For those who would like to invest in consumer goods, well Africa is well indicated in the coming years.
According to a study by the Deloitte office presented during a congress of distribution on Wednesday in Johannesburg, the continent will be « by 2017, the second market where to invest for consumer goods industries« .
« Even if it is too early to baptize the recent African growth of African miracle, for a lot people, Africa and particularly Sub-Saharan Africa, is status of the South-East Asia 30 years ago, at the edge of the boom« , underlined the study.
« What is missing in Africa is not demand but supply« , added the authors.
Investing in the markets of the continent remains « complex and difficult » and incomes « relatively low », but companies ready to innovate by adapting their circuits, their brand and their business portfolio have big chances to make profits, according to Deloitte that underlines: « Africa requires paying attention to a sustainable growth on the long term rather than the short term« .

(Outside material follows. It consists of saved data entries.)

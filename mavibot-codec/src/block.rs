use std::ops::Deref;
use std::sync::Arc;

/// An API for interfacing with a memory-backed block of immutable bytes.
///
/// The storage layer implements this directly over mmap'd page ranges so
/// that reading a key or value never has to copy bytes out of the page
/// cache; tests and in-memory call sites implement it over a plain
/// `Arc<[u8]>`.
pub trait BlockApi: Send + Sync {
    /// Clone the reference to this block, without copying data.
    fn clone_block(&self) -> Box<dyn BlockApi>;

    fn block(&self) -> &[u8];
}

impl Deref for dyn BlockApi {
    type Target = [u8];
    fn deref(&self) -> &Self::Target {
        self.block()
    }
}

/// An immutable block of bytes, borrowed from some larger backing memory.
pub struct Block(Box<dyn BlockApi>);

impl Block {
    pub fn from_api(api: Box<dyn BlockApi>) -> Self {
        Self(api)
    }
}

impl Deref for Block {
    type Target = [u8];
    fn deref(&self) -> &Self::Target {
        self.0.deref()
    }
}

impl Clone for Block {
    fn clone(&self) -> Self {
        Self(self.0.clone_block())
    }
}

impl std::fmt::Debug for Block {
    fn fmt(&self, f: &mut std::fmt::Formatter<'_>) -> std::fmt::Result {
        self.0.block().fmt(f)
    }
}

impl PartialEq for Block {
    fn eq(&self, other: &Self) -> bool {
        self.block() == other.block()
    }
}

impl Eq for Block {}

impl BlockApi for Arc<[u8]> {
    fn block(&self) -> &[u8] {
        self.deref()
    }

    fn clone_block(&self) -> Box<dyn BlockApi> {
        Box::new(Clone::clone(self))
    }
}

impl From<Box<[u8]>> for Block {
    fn from(value: Box<[u8]>) -> Self {
        let api: Arc<[u8]> = value.into();
        Self(Box::new(api))
    }
}

impl From<Arc<[u8]>> for Block {
    fn from(value: Arc<[u8]>) -> Self {
        Self(Box::new(value))
    }
}

impl From<Vec<u8>> for Block {
    fn from(value: Vec<u8>) -> Self {
        value.into_boxed_slice().into()
    }
}

impl BlockApi for &'static [u8] {
    fn block(&self) -> &[u8] {
        self
    }

    fn clone_block(&self) -> Box<dyn BlockApi> {
        Box::new(*self)
    }
}

impl From<&'static [u8]> for Block {
    fn from(value: &'static [u8]) -> Self {
        Self(Box::new(value))
    }
}

#[cfg(test)]
mod tests {
    use super::*;

    #[test]
    fn block_derefs_to_its_bytes() {
        let block: Block = vec![1u8, 2, 3].into();
        assert_eq!(&*block, &[1, 2, 3]);
    }

    #[test]
    fn clone_shares_the_backing_bytes() {
        let block: Block = vec![4u8, 5, 6].into();
        let cloned = block.clone();
        assert_eq!(&*block, &*cloned);
    }
}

The authors also mention the unprecedented population growth.
« Before 2030, more than one half-million Africans should belong to the middle class« , considered as being able to spend from 2 to 20 dollars daily.
The demand of 15-24 years old persons already supports the development of a business of modern distribution and the sales of the leading goods, added Deloitte.
With the exponential urbanization of the continent, the new megalopolises practically form full markets.
A poll by internet with 2.000 young people in Kenya, Nigeria, Egypt and South Africa, four of the consumer markets in stronger growth, completes the analysis.
« In certain categories as food and drinks, the youth prefers local brands whereas for fashion and cosmetics, international brands are synonym of quality« , observes the study.